Accord agricole Maroc-UE : malgré l'annulation, l’accord reste valable pendant 12 mois
Tout en annulant l'accord agricole avec le Maroc, la Cour de justice de l'Union européenne (CJUE) a instauré une période transitoire de 12 mois pour atténuer les conséquences économiques et permettre une adaptation des acteurs concernés. L'accord continuera de s'appliquer jusqu'au 3 octobre 2025, donnant à l'UE le temps nécessaire pour formuler des propositions à son partenaire marocain.
Actée vendredi 4 octobre par la Cour de justice de l'Union européenne (CJUE), l'annulation des accords agricole et de pêche entre l'UE et le Maroc soulèvent plusieurs interrogations d'ordre juridique.

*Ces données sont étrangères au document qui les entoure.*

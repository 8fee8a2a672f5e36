//! offline-assembler: 注文表を読み込み、箱詰めしながら集品し、結果をExcelに出力する

pub mod assembly;
pub mod cli;
pub mod config;
pub mod error;
pub mod export;
pub mod importer;
pub mod logging;
pub mod persistence;
pub mod scanner;
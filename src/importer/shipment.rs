//! 出荷ラベルの抽出
//!
//! 先頭行のテキストから「№ <番号> от <日付>」を探す。
//! 見つからなければ現在時刻から合成する。

use chrono::{NaiveDate, NaiveDateTime};
use regex::Regex;

/// 先頭行テキストから出荷ラベルを作る
pub fn shipment_label(first_row_text: &str, now: NaiveDateTime) -> String {
    lazy_static::lazy_static! {
        static ref SHIPMENT_RE: Regex = Regex::new(r"№\s*([\w.-]+)\s+от\s+([\d.]+)").unwrap();
    }

    let today = now.format("%d-%m-%Y").to_string();

    if let Some(caps) = SHIPMENT_RE.captures(first_row_text) {
        let number = &caps[1];
        let date = NaiveDate::parse_from_str(&caps[2], "%d.%m.%Y")
            .map(|d| d.format("%d-%m-%Y").to_string())
            .unwrap_or(today);
        return format!("Отгрузка №{} от {}", number, date);
    }

    format!("Отгрузка №SHIP_{} от {}", now.format("%Y%m%d_%H%M"), today)
}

La CJUE a statué de manière définitive, plaçant les institutions européennes et les États membres dans une position d'obligation de conformité au droit de l'Union.

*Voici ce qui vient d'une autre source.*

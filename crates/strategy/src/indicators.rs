//! Indicator primitives over close-price slices.
//!
//! Everything here works on `f64`: scores and bands tolerate float
//! precision, and it keeps the hot scan path free of decimal division.
//! Money stays `Decimal` everywhere else.

use quorum_core::types::Candle;

/// Extracts close prices as floats for indicator math.
#[must_use]
pub fn closes(candles: &[Candle]) -> Vec<f64> {
    candles
        .iter()
        .map(|c| c.close.try_into().unwrap_or(0.0))
        .collect()
}

/// Simple moving average of the last `period` values.
#[must_use]
pub fn sma(values: &[f64], period: usize) -> Option<f64> {
    if period == 0 || values.len() < period {
        return None;
    }
    let window = &values[values.len() - period..];
    Some(window.iter().sum::<f64>() / period as f64)
}

/// Exponential moving average seeded with the SMA of the first `period`
/// values, then smoothed over the remainder.
#[must_use]
pub fn ema(values: &[f64], period: usize) -> Option<f64> {
    ema_series(values, period).last().copied()
}

/// Full EMA series, one value per input value from index `period - 1` on.
/// Empty when there is not enough history.
#[must_use]
pub fn ema_series(values: &[f64], period: usize) -> Vec<f64> {
    if period == 0 || values.len() < period {
        return Vec::new();
    }

    let alpha = 2.0 / (period as f64 + 1.0);
    let seed = values[..period].iter().sum::<f64>() / period as f64;

    let mut series = Vec::with_capacity(values.len() - period + 1);
    series.push(seed);
    let mut current = seed;
    for value in &values[period..] {
        current = alpha * value + (1.0 - alpha) * current;
        series.push(current);
    }
    series
}

/// Relative strength index with Wilder smoothing.
///
/// Needs `period + 1` values for the first reading. A series with no
/// losses reads 100, no gains reads 0.
#[must_use]
pub fn rsi(values: &[f64], period: usize) -> Option<f64> {
    if period == 0 || values.len() < period + 1 {
        return None;
    }

    let mut avg_gain = 0.0;
    let mut avg_loss = 0.0;
    for pair in values[..=period].windows(2) {
        let change = pair[1] - pair[0];
        if change > 0.0 {
            avg_gain += change;
        } else {
            avg_loss -= change;
        }
    }
    avg_gain /= period as f64;
    avg_loss /= period as f64;

    for pair in values[period..].windows(2) {
        let change = pair[1] - pair[0];
        let (gain, loss) = if change > 0.0 {
            (change, 0.0)
        } else {
            (0.0, -change)
        };
        avg_gain = (avg_gain * (period as f64 - 1.0) + gain) / period as f64;
        avg_loss = (avg_loss * (period as f64 - 1.0) + loss) / period as f64;
    }

    if avg_loss == 0.0 {
        return Some(100.0);
    }
    let rs = avg_gain / avg_loss;
    Some(100.0 - 100.0 / (1.0 + rs))
}

/// Population standard deviation of the last `period` values.
#[must_use]
pub fn stddev(values: &[f64], period: usize) -> Option<f64> {
    let mean = sma(values, period)?;
    let window = &values[values.len() - period..];
    let variance = window.iter().map(|v| (v - mean).powi(2)).sum::<f64>() / period as f64;
    Some(variance.sqrt())
}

"Les arrêts rendus par la Cour de justice et le Tribunal ont force obligatoire à l’égard de tous, les administrations et les juges nationaux (des pays de l'UE) sont tenus d'appliquer pleinement le droit de l'Union à l'intérieur de leur sphère de compétence", précise de Bruxelles un fin connaisseur du droit européen.
La décision de la CJUE est définitive. Affecté par l'annulation, le Conseil européen ne peut plus la contester. "Les arrêts rendus par la CJUE ne sont susceptibles d’aucun recours. La Cour s’est prononcée définitivement sur ces affaires", ajoute notre interlocuteur. Le Maroc, qui n'a jamais pris part et d'aucune manière à la procédure, n'est pas non plus en mesure de formuler un recours.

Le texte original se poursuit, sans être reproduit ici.